TASK GOAL – Which lines run from the start of the data below to the line containing "assert_eq!(verification.recompute.unwrap().solo_rows, 1);"? Set them down exactly, with none added.

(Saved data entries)
---*---

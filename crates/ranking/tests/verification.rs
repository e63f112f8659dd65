mod common;

use ranking::criteria::MembershipFeeScorer;
use ranking::criteria::tables::BandTable;
use ranking::{
    Better, ConfigError, CriterionDefinition, CriterionRegistry, DataIntegrityError, RankingError,
    RankingModel, TandemPolicy,
};
use rust_decimal_macros::dec;
use serde_json::json;
use storage::CompetitionStore;
use storage::models::{CriterionReport, ParticipationEntry};
use uuid::Uuid;

use common::Fixture;

#[tokio::test]
async fn verification_scores_the_report_and_ranks_the_unit() {
    let fx = Fixture::new().await;
    let unit = fx.solo("Unit").await;
    let report_id = fx
        .submitted(
            unit,
            "work_days",
            json!({ "periods": [{ "start": "2025-06-01", "end": "2025-06-30" }] }),
        )
        .await;

    let before = fx
        .engine
        .recompute_criterion(fx.competition_id, "work_days")
        .await
        .unwrap();
    assert_eq!(before.solo_rows, 0);

    let verification = fx
        .engine
        .verify_report(fx.competition_id, report_id)
        .await
        .unwrap();
    assert_eq!(verification.criterion, "work_days");
    assert_eq!(verification.score, dec!(30));
    assert_eq!(verification.recompute.unwrap().solo_rows, 1);

    let stored = fx.store.find_report(report_id).await.unwrap().unwrap();
    assert!(stored.verified);
    assert_eq!(stored.score, Some(dec!(30)));
}

#[tokio::test]
async fn second_verification_is_an_error() {
    let fx = Fixture::new().await;
    let unit = fx.solo("Unit").await;
    let report_id = fx
        .submitted(unit, "report_delay", json!({ "due_on": "2025-01-15", "submitted_on": "2025-01-17" }))
        .await;

    fx.engine
        .verify_report(fx.competition_id, report_id)
        .await
        .unwrap();
    let again = fx.engine.verify_report(fx.competition_id, report_id).await;

    assert!(matches!(
        again,
        Err(RankingError::AlreadyVerified { report_id: id }) if id == report_id
    ));
    let stored = fx.store.find_report(report_id).await.unwrap().unwrap();
    assert_eq!(stored.score, Some(dec!(2)));
}

#[tokio::test]
async fn place_criteria_store_the_place_as_score() {
    let fx = Fixture::new().await;
    let unit = fx.solo("Unit").await;
    let report_id = fx
        .submitted(unit, "safety_violations", json!({ "violations": "absent" }))
        .await;

    let verification = fx
        .engine
        .verify_report(fx.competition_id, report_id)
        .await
        .unwrap();
    assert_eq!(verification.score, dec!(1));
}

#[tokio::test]
async fn report_of_another_competition_is_rejected() {
    let fx = Fixture::new().await;
    let elsewhere = Uuid::new_v4();
    let report = CriterionReport::submitted(elsewhere, Uuid::new_v4(), "work_days", json!({}));
    let report_id = report.report_id;
    fx.store.insert_report(report).await;

    let result = fx.engine.verify_report(fx.competition_id, report_id).await;
    assert!(matches!(
        result,
        Err(RankingError::DataIntegrity(DataIntegrityError::ForeignReport { actual, .. }))
            if actual == elsewhere
    ));
    let stored = fx.store.find_report(report_id).await.unwrap().unwrap();
    assert!(!stored.verified);
}

#[tokio::test]
async fn unscorable_report_stays_unverified() {
    let fx = Fixture::new().await;
    let unit = fx.solo("Unit").await;
    let report_id = fx
        .submitted(unit, "labor_earnings", json!({ "projects": 12 }))
        .await;

    let result = fx.engine.verify_report(fx.competition_id, report_id).await;
    assert!(matches!(result, Err(RankingError::Scoring(_))));

    let stored = fx.store.find_report(report_id).await.unwrap().unwrap();
    assert!(!stored.verified);
    assert_eq!(stored.score, None);
}

#[tokio::test]
async fn missing_report_is_not_found() {
    let fx = Fixture::new().await;
    let report_id = Uuid::new_v4();

    assert!(matches!(
        fx.engine.verify_report(fx.competition_id, report_id).await,
        Err(RankingError::ReportNotFound(id)) if id == report_id
    ));
}

#[tokio::test]
async fn broken_configuration_leaves_the_report_unverified() {
    let registry = CriterionRegistry::new(vec![CriterionDefinition::new(
        "membership_fee",
        "Membership fee payment",
        Better::Low,
        TandemPolicy::AverageOfPlaces { missing_place: 20 },
        RankingModel::Both,
        Box::new(MembershipFeeScorer {
            bands: BandTable::new(Vec::new()),
        }),
    )])
    .unwrap();
    let fx = Fixture::with_registry(registry).await;
    let unit = fx.solo("Unit").await;
    let report_id = fx
        .submitted(unit, "membership_fee", json!({ "members_total": 20, "members_paid": 20 }))
        .await;

    for _ in 0..2 {
        let result = fx.engine.verify_report(fx.competition_id, report_id).await;
        assert!(matches!(
            result,
            Err(RankingError::Config(ConfigError::EmptyBandTable { .. }))
        ));
    }

    let stored = fx.store.find_report(report_id).await.unwrap().unwrap();
    assert!(!stored.verified);
    assert_eq!(stored.score, None);
    assert!(fx.store.criterion_rankings(fx.competition_id).await.unwrap().is_empty());
}

#[tokio::test]
async fn inverted_pair_blocks_verification() {
    let fx = Fixture::new().await;
    let unit = fx.solo("Unit").await;
    let young_mentor = fx.junior("Young mentor").await;
    let old_mentee = fx.senior("Old mentee").await;
    fx.store
        .insert_participation(ParticipationEntry::tandem(fx.competition_id, young_mentor, old_mentee))
        .await;
    let report_id = fx.submitted(unit, "work_days", json!({})).await;

    let result = fx.engine.verify_report(fx.competition_id, report_id).await;
    assert!(matches!(
        result,
        Err(RankingError::Config(ConfigError::InconsistentPairOrientation { .. }))
    ));

    let stored = fx.store.find_report(report_id).await.unwrap().unwrap();
    assert!(!stored.verified);
}

#[tokio::test]
async fn failed_rebuild_is_reported_alongside_the_verification() {
    let fx = Fixture::new().await;
    let unit = fx.solo("Unit").await;
    let report_id = fx
        .submitted(
            unit,
            "work_days",
            json!({ "periods": [{ "start": "2025-06-01", "end": "2025-06-10" }] }),
        )
        .await;
    fx.store.fail_writes(true);

    let verification = fx
        .engine
        .verify_report(fx.competition_id, report_id)
        .await
        .unwrap();
    assert_eq!(verification.score, dec!(10));
    let failure = verification.recompute.unwrap_err();
    assert_eq!(failure.criterion, "work_days");

    let stored = fx.store.find_report(report_id).await.unwrap().unwrap();
    assert!(stored.verified);
    assert_eq!(stored.score, Some(dec!(10)));

    fx.store.fail_writes(false);
    let summary = fx
        .engine
        .recompute_criterion(fx.competition_id, "work_days")
        .await
        .unwrap();
    assert_eq!(summary.solo_rows, 1);
}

---*---

RESPONSE BELOW –
filename crates/ranking/tests/verification.rs
repository e63f112f8659dd65
mod common;

use ranking::criteria::MembershipFeeScorer;
use ranking::criteria::tables::BandTable;
use ranking::{
    Better, ConfigError, CriterionDefinition, CriterionRegistry, DataIntegrityError, RankingError,
    RankingModel, TandemPolicy,
};
use rust_decimal_macros::dec;
use serde_json::json;
use storage::CompetitionStore;
use storage::models::{CriterionReport, ParticipationEntry};
use uuid::Uuid;

use common::Fixture;

#[tokio::test]
async fn verification_scores_the_report_and_ranks_the_unit() {
    let fx = Fixture::new().await;
    let unit = fx.solo("Unit").await;
    let report_id = fx
        .submitted(
            unit,
            "work_days",
            json!({ "periods": [{ "start": "2025-06-01", "end": "2025-06-30" }] }),
        )
        .await;

    let before = fx
        .engine
        .recompute_criterion(fx.competition_id, "work_days")
        .await
        .unwrap();
    assert_eq!(before.solo_rows, 0);

    let verification = fx
        .engine
        .verify_report(fx.competition_id, report_id)
        .await
        .unwrap();
    assert_eq!(verification.criterion, "work_days");
    assert_eq!(verification.score, dec!(30));
    assert_eq!(verification.recompute.unwrap().solo_rows, 1);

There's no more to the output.